The documents achieved recognition in the US press nine months later, on 18 June 2005, when the Associated Press (AP) published full typed copies of all six papers on its website. The copies were provided by the British reporter, who said he had destroyed the original documents to protect his sources. An anonymous senior British official said the documents appeared authentic.

==Contents==
AP reported that the memos show: "When Prime Minister Tony Blair's chief foreign policy adviser dined with Condoleezza Rice six months after the September 11 attacks, the then-US national security adviser didn't want to discuss Osama bin Laden or Al-Qaeda. She wanted to talk about 'regime change' in Iraq, setting the stage for the U.S.-led invasion more than a year later."

British Foreign Office political director Peter Ricketts said in one of the memos. "For Iraq, 'regime change' does not stack up. It sounds like a grudge between Bush and Saddam," Ricketts said. (See April 1993 for Saddam's attempted assassination of Bush's father.)

The memos express concern about breaking international law, but Blair is shown as being determined to go to war as Bush's ally regardless.

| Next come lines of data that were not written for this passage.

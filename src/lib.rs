// Licensed under the Apache License, Version 2.0 (the "License");
// you may not use this file except in compliance with the License.
// You may obtain a copy of the License at
//
// http://www.apache.org/licenses/LICENSE-2.0
//
// Unless required by applicable law or agreed to in writing, software
// distributed under the License is distributed on an "AS IS" BASIS,
// WITHOUT WARRANTIES OR CONDITIONS OF ANY KIND, either express or implied.
// See the License for the specific language governing permissions and
// limitations under the License.

//! Switchable SQL driver for SQL-injection CTF challenges
//!
//! Application code talks to a [`Connection`] / [`Cursor`] pair and never
//! needs to know which driver is underneath. At startup the process
//! resolves its mode once, from [`install_mode_override`] or the `CTF_MODE`
//! environment variable (`1` or `ctf`):
//!
//! * **normal mode** uses the real driver, which binds every parameter, and
//!   the `DB_*` credentials;
//! * **challenge mode** uses the fake driver, which pastes parameters into
//!   the SQL text unescaped, and the `CTF_DB_*` credentials.
//!
//! ```rust,no_run
//! use ctf_sql::{Driver, Value};
//! # fn main() -> ctf_sql::Result<()> {
//!
//! let driver = Driver::global()?;
//! println!("session: {}", driver.session_name());
//!
//! let conn = driver.connect(None)?;
//! let mut cur = conn.cursor();
//! let user_input = "1 OR 1=1";
//! cur.execute(
//!     "SELECT name FROM products WHERE id = %s",
//!     Some(&[Value::from(user_input)]),
//! )?;
//! // In challenge mode this lists every product.
//! for row in cur.fetchall() {
//!     println!("{:?}", row);
//! }
//! # Ok(())
//! # }
//! ```
//!
//! **The challenge driver is vulnerable on purpose. Never enable it in
//! production.**

#![warn(clippy::all)]
#![forbid(unsafe_code)]

pub mod backend;
mod config;
mod cursor;
mod driver;
mod error;
mod fake;
mod mode;
mod real;
pub mod sanitize;
mod template;
mod tokenizer;
mod value;

pub use config::{BackendKind, Credentials, Environment, ProcessEnvironment, Settings};
pub use cursor::{Connection, Cursor};
pub use driver::Driver;
pub use error::{BackendError, Error, Result};
pub use mode::{install_mode_override, resolve_mode, settings, settings_from, Mode};
pub use real::{RealConnection, RealCursor};
pub use sanitize::{Rejection, Sanitizer};
pub use value::{ResultSet, Row, Value};

/// The challenge-mode surface: exactly the injectable driver's entry point,
/// its connection and cursor, and the shared error type.
pub mod challenge {
    pub use crate::error::Error;
    pub use crate::fake::{connect, FakeConnection, FakeCursor};
}
// Licensed under the Apache License, Version 2.0 (the "License");
// you may not use this file except in compliance with the License.
// You may obtain a copy of the License at
//
// http://www.apache.org/licenses/LICENSE-2.0
//
// Unless required by applicable law or agreed to in writing, software
// distributed under the License is distributed on an "AS IS" BASIS,
// WITHOUT WARRANTIES OR CONDITIONS OF ANY KIND, either express or implied.
// See the License for the specific language governing permissions and
// limitations under the License.

//! Challenge sanitizers
//!
//! A sanitizer is the filter a challenge author puts in front of the unsafe
//! concatenation. It receives each raw fragment and returns the text to
//! splice in, or a [`Rejection`], which the driver reports as an SQL error.
//!
//! ```rust
//! use ctf_sql::sanitize::{chain, deny_substrings, replace_once};
//!
//! // Level 2: strips the first "OR" and refuses comments.
//! let filter = chain(vec![replace_once("OR", ""), deny_substrings(&["--", "#"])]);
//! assert_eq!(filter("1 OR 1=1").unwrap(), "1  1=1");
//! assert_eq!(filter("1 OORR 1=1").unwrap(), "1 OR 1=1");
//! assert!(filter("1 -- ").is_err());
//! ```

use std::sync::Arc;

use thiserror::Error;

/// Value-level failure raised by a sanitizer.
#[derive(Error, Debug, Clone, PartialEq)]
#[error("{0}")]
pub struct Rejection(pub String);

impl Rejection {
    pub fn new(message: impl Into<String>) -> Self {
        Rejection(message.into())
    }
}

pub type Sanitizer = Arc<dyn Fn(&str) -> Result<String, Rejection> + Send + Sync>;

/// Wrap a plain closure.
pub fn sanitizer<F>(f: F) -> Sanitizer
where
    F: Fn(&str) -> Result<String, Rejection> + Send + Sync + 'static,
{
    Arc::new(f)
}

/// Reject any fragment containing one of `needles`, ignoring ASCII case.
pub fn deny_substrings(needles: &[&str]) -> Sanitizer {
    let needles: Vec<String> = needles.iter().map(|n| n.to_ascii_lowercase()).collect();
    Arc::new(move |fragment: &str| {
        let lowered = fragment.to_ascii_lowercase();
        match needles.iter().find(|n| lowered.contains(n.as_str())) {
            Some(needle) => Err(Rejection(format!("forbidden input: {}", needle))),
            None => Ok(fragment.to_string()),
        }
    })
}

/// Replace every occurrence of `pattern` once, without rescanning the
/// result. Nested payloads such as `OORR` survive on purpose.
pub fn replace_once(pattern: &str, replacement: &str) -> Sanitizer {
    let pattern = pattern.to_string();
    let replacement = replacement.to_string();
    Arc::new(move |fragment: &str| Ok(fragment.replace(&pattern, &replacement)))
}

pub fn max_length(limit: usize) -> Sanitizer {
    Arc::new(move |fragment: &str| {
        let len = fragment.chars().count();
        if len > limit {
            Err(Rejection(format!("input too long: {} > {}", len, limit)))
        } else {
            Ok(fragment.to_string())
        }
    })
}

/// Run sanitizers left to right, each seeing the previous one's output.
pub fn chain(stages: Vec<Sanitizer>) -> Sanitizer {
    Arc::new(move |fragment: &str| {
        stages
            .iter()
            .try_fold(fragment.to_string(), |acc, stage| stage(&acc))
    })
}

#[cfg(test)]
mod tests {
    use super::*;

    #[test]
    fn deny_is_case_insensitive() {
        let s = deny_substrings(&["union"]);
        assert_eq!(
            s("1 UNION SELECT 1").unwrap_err(),
            Rejection::new("forbidden input: union")
        );
        assert_eq!(s("1").unwrap(), "1");
    }

    #[test]
    fn max_length_counts_chars() {
        let s = max_length(3);
        assert_eq!(s("äöü").unwrap(), "äöü");
        assert_eq!(s("1234").unwrap_err().to_string(), "input too long: 4 > 3");
    }

    #[test]
    fn chain_stops_at_first_rejection() {
        let s = chain(vec![
            replace_once(" ", ""),
            deny_substrings(&["or1=1"]),
            sanitizer(|_| panic!("not reached")),
        ]);
        assert!(s("x or 1=1").is_err());
    }

    #[test]
    fn empty_chain_is_identity() {
        let s = chain(vec![]);
        assert_eq!(s("abc").unwrap(), "abc");
    }
}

Tony Dodge, an Iraq expert at the University of London, said, "The documents show what official inquiries in Britain already have, that the case of weapons of mass destruction was based on thin intelligence and was used to inflate the evidence to the level of mendacity. In going to war with Bush, Blair defended the special relationship between the two countries, like other British leaders have. But he knew he was taking a huge political risk at home. He knew the war's legality was questionable and its unpopularity was never in doubt." Dodge also said the memos show that Blair was aware that postwar instability in Iraq was likely.

In one of the memos, David Manning, who was Blair's chief foreign policy adviser, reported on a meeting in Washington, D.C., with Rice;

It is clear that Bush is grateful for your [Blair's] support and has registered that you are getting flak. I said that you would not budge in your support for regime change but you had to manage a press, a Parliament and a public opinion that was very different from anything in the States. And you would not budge either in your insistence that, if we pursued regime change, it must be very carefully done and produce the right result. Failure was not an option.

I told Condi that we realized that the [Bush] administration could go it alone ... But if it wanted company, it would have to take account of its potential coalition partners. In particular:

The UN dimension. The issue of the weapons inspectors must be handled in a way that would persuade European and wider opinion that the U.S. was conscious of the international framework, and the insistence of many countries on the need for a legal base. Renewed refusal by Saddam to accept unfettered inspections would be a powerful argument.

Following a lunch with Paul Wolfowitz, Sir Christopher Meyer wrote a private letter to Manning:
On Iraq I opened by sticking very closely to the script that you used with Condi Rice last week. We backed regime change, but the plan had to be clever and failure was not an option... The US could go it alone if it wanted to. But if it wanted to act with partners, there had to be a strategy for building support for military action against Saddam. I then went through the need to wrongfoot Saddam on the inspectors and the UN security council resolutions and the critical importance of the Middle East peace plan.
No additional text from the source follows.